Quarrels with Dogs in the Dead of Night, Part III (Conclusion)

You already have enough worries of your own without me startling you with incredibly well-expressed anecdotes about bears. Still...

13 December 2013 | 9 Minutes

So there I was in the wilds of New Hampshire cutting up some vegetables for dinner - yams and some baby cabbages if you must know - and the fire was snickering peacefully, and all the trees across the wide valley were stirring about conversationally, getting in a last bit of gossip while daylight remained. I looked up, and shadows were stretching right across the meadow, and the air was suddenly cold.

It struck me at once that I was alone in the wilderness, far from any roads, houses or anybody in particular, and the sun was about to dip behind the hills and drown me in darkness. Nonetheless, I realised that I always felt better far from our modern human life; everything out here simply felt more real, I suppose you could say. I’d been living among and around people for years without pause, and was absolutely soaked in a mostly imaginary (and terribly serious) world of women and men. Here, alone, with my silent canine companion, the human fantasy wafted away into the mountains.

Chloé, never aloof when food is being handled, came scuttling around my legs, hoping that I might drop something.

“Get away, ye menace,” I growled, but I threw her a whittled-down lump of yam because she may be a black-hearted fiend but she’s also very cute.

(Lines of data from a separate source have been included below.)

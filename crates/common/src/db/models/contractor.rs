//! Contractor entity: holder of an exploration contract

use sea_orm::entity::prelude::*;
use serde::{Deserialize, Serialize};

#[derive(Clone, Debug, PartialEq, Eq, DeriveEntityModel, Serialize, Deserialize)]
#[sea_orm(table_name = "contractors")]
pub struct Model {
    #[sea_orm(primary_key)]
    pub id: i32,

    #[sea_orm(column_type = "Text")]
    pub name: String,

    pub contract_type_id: i32,

    pub contract_status_id: i32,

    /// Sponsoring State(s), as a display string
    #[sea_orm(column_type = "Text")]
    pub sponsoring_state: String,

    /// Year the contract was signed
    pub contractual_year: i32,

    #[sea_orm(column_type = "Text", nullable)]
    pub remarks: Option<String>,
}

#[derive(Copy, Clone, Debug, EnumIter, DeriveRelation)]
pub enum Relation {
    #[sea_orm(
        belongs_to = "super::contract_type::Entity",
        from = "Column::ContractTypeId",
        to = "super::contract_type::Column::Id"
    )]
    ContractType,

    #[sea_orm(
        belongs_to = "super::contract_status::Entity",
        from = "Column::ContractStatusId",
        to = "super::contract_status::Column::Id"
    )]
    ContractStatus,

    #[sea_orm(has_many = "super::contractor_area::Entity")]
    Areas,

    #[sea_orm(has_many = "super::cruise::Entity")]
    Cruises,

    #[sea_orm(has_many = "super::library::Entity")]
    Library,
}

impl Related<super::contract_type::Entity> for Entity {
    fn to() -> RelationDef {
        Relation::ContractType.def()
    }
}

impl Related<super::contract_status::Entity> for Entity {
    fn to() -> RelationDef {
        Relation::ContractStatus.def()
    }
}

impl Related<super::contractor_area::Entity> for Entity {
    fn to() -> RelationDef {
        Relation::Areas.def()
    }
}

impl Related<super::cruise::Entity> for Entity {
    fn to() -> RelationDef {
        Relation::Cruises.def()
    }
}

impl ActiveModelBehavior for ActiveModel {}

When we met she was an inmate of a D.C. animal shelter, and convicted of numerous offenses including one count of Chewing on Furniture, and another of No Longer Being a Puppy. She was a seven-month old juvenile delinquent, but I saw promise in this sooty-coated, shaggy creature, so I decided to give her a home. I guess it’s because I’m a kind-hearted bloke, and also because I’m completely out-of-my-depth when it comes to determining the character of dogs.

You know, when an Australian man finds himself alone, at night, in the New Hampshire woods, in the company of a surly dog of unwaveringly negative views of the placement of the campsite, his mind will drift to the topic of bears.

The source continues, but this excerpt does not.